— Task to carry out —
Establish how many lines of the material below contain the string "Uuid". Return that number by itself.

— Data —
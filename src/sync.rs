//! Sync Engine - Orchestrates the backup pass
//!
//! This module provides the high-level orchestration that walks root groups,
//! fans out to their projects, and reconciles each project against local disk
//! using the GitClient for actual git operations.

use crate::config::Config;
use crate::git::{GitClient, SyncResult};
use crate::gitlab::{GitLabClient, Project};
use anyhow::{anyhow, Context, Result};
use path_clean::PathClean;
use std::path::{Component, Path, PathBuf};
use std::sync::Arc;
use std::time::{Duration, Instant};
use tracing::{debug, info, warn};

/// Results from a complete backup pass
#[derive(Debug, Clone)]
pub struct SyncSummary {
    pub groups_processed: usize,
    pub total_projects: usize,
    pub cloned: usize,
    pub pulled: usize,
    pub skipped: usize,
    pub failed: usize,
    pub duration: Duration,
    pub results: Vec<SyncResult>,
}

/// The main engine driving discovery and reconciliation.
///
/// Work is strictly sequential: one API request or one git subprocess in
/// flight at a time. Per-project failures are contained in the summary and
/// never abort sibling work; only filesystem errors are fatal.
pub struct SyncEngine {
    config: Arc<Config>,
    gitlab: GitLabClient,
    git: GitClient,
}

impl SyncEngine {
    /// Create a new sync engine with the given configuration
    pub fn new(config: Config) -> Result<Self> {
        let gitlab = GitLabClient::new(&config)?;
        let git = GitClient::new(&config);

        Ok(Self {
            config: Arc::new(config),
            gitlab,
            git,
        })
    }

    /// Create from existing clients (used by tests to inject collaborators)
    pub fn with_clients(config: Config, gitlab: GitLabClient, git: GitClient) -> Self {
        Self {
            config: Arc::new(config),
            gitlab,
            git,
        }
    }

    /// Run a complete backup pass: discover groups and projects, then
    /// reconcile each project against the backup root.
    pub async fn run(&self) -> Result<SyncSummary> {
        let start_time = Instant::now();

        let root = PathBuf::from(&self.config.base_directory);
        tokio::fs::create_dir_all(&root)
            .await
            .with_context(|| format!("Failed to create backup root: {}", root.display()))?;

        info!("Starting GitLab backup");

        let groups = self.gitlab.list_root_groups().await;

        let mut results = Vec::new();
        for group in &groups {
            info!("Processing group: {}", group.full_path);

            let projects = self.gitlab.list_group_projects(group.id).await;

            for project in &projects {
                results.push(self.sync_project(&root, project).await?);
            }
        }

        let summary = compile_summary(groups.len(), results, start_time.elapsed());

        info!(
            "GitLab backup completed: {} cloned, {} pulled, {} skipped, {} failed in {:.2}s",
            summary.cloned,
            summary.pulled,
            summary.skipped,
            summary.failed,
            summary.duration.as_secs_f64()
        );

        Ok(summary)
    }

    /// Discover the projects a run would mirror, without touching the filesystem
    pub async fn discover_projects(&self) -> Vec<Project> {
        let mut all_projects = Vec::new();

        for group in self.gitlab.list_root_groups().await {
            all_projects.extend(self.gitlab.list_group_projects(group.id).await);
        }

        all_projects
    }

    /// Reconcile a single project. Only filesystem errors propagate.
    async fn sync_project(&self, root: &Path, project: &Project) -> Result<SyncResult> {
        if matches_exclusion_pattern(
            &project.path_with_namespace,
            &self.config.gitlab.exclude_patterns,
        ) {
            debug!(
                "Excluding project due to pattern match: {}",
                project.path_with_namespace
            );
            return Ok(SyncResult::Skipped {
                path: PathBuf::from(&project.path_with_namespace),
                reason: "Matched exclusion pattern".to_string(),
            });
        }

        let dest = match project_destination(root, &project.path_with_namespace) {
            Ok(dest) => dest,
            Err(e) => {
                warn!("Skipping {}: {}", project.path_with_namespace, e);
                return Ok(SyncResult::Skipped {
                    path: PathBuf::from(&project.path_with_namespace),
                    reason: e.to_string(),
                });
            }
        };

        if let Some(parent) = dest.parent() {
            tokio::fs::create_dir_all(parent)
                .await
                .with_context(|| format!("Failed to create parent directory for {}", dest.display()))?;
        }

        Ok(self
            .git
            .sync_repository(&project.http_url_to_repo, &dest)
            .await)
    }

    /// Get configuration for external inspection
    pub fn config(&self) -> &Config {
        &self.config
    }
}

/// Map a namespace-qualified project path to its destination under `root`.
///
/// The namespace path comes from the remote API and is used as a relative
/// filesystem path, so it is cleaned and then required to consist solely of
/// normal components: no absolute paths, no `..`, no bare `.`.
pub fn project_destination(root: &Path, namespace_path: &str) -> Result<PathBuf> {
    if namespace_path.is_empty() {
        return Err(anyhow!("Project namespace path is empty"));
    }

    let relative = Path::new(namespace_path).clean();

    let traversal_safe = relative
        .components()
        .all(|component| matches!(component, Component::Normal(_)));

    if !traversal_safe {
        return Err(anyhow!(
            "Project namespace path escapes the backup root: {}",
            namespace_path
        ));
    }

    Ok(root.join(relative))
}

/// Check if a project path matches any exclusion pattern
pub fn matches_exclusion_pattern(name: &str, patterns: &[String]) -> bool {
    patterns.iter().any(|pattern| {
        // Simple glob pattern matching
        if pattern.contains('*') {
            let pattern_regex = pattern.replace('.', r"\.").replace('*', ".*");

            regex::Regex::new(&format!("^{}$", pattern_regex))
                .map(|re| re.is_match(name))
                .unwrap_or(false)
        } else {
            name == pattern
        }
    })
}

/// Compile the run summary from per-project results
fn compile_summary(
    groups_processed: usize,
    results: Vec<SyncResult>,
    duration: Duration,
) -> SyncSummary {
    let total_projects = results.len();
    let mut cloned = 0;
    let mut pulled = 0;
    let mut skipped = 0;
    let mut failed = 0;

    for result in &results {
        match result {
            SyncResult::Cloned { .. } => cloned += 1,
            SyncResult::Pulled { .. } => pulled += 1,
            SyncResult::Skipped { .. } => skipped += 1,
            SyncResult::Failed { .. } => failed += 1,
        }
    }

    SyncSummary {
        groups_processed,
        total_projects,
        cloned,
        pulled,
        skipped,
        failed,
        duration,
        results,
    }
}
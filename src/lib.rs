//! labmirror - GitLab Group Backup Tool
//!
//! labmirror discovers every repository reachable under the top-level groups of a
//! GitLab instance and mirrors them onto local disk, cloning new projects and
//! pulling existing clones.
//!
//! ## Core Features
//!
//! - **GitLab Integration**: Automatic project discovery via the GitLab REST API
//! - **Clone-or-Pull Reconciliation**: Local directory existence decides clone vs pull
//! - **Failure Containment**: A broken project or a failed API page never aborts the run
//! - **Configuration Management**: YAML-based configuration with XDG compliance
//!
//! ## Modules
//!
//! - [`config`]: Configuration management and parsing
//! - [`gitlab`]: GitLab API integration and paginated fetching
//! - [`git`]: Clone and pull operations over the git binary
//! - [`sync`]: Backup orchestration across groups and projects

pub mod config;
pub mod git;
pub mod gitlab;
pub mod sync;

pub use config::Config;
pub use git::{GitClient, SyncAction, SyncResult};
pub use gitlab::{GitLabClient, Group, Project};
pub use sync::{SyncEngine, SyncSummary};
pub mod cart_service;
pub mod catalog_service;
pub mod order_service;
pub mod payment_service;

==

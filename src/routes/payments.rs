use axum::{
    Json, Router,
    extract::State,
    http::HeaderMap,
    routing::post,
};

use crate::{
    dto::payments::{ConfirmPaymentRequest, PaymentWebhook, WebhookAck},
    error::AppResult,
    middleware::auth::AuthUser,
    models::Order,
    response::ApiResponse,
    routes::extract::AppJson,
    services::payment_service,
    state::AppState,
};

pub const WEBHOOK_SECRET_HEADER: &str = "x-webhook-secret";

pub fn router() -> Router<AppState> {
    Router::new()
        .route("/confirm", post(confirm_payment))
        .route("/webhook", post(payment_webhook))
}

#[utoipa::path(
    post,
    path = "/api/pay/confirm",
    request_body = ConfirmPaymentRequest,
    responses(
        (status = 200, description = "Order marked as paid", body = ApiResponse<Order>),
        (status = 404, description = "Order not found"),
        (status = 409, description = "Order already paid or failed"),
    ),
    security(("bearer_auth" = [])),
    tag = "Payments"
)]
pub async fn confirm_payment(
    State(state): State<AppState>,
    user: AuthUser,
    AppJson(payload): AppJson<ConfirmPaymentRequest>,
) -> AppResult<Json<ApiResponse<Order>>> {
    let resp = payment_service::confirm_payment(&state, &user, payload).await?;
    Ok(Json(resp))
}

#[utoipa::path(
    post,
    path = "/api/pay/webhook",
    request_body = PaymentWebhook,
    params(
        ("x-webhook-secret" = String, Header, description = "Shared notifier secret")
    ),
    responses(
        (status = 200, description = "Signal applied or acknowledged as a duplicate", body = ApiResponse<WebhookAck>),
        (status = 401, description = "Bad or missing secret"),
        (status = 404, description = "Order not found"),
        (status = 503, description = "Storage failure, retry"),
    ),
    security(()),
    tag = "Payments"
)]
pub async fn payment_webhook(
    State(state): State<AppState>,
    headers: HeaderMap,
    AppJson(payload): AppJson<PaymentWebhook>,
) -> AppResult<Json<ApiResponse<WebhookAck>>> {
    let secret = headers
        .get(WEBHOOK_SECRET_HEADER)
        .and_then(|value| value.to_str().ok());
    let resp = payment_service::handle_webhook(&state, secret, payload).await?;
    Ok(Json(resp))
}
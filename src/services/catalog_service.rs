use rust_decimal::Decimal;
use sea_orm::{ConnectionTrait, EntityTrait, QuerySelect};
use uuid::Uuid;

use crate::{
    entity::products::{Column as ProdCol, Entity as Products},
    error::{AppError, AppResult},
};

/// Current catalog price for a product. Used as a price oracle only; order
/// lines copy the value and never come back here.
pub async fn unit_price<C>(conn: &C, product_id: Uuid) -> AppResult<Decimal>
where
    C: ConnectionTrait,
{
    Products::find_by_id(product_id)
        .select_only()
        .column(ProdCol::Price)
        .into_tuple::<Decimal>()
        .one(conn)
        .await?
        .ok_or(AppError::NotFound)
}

— Result below —
2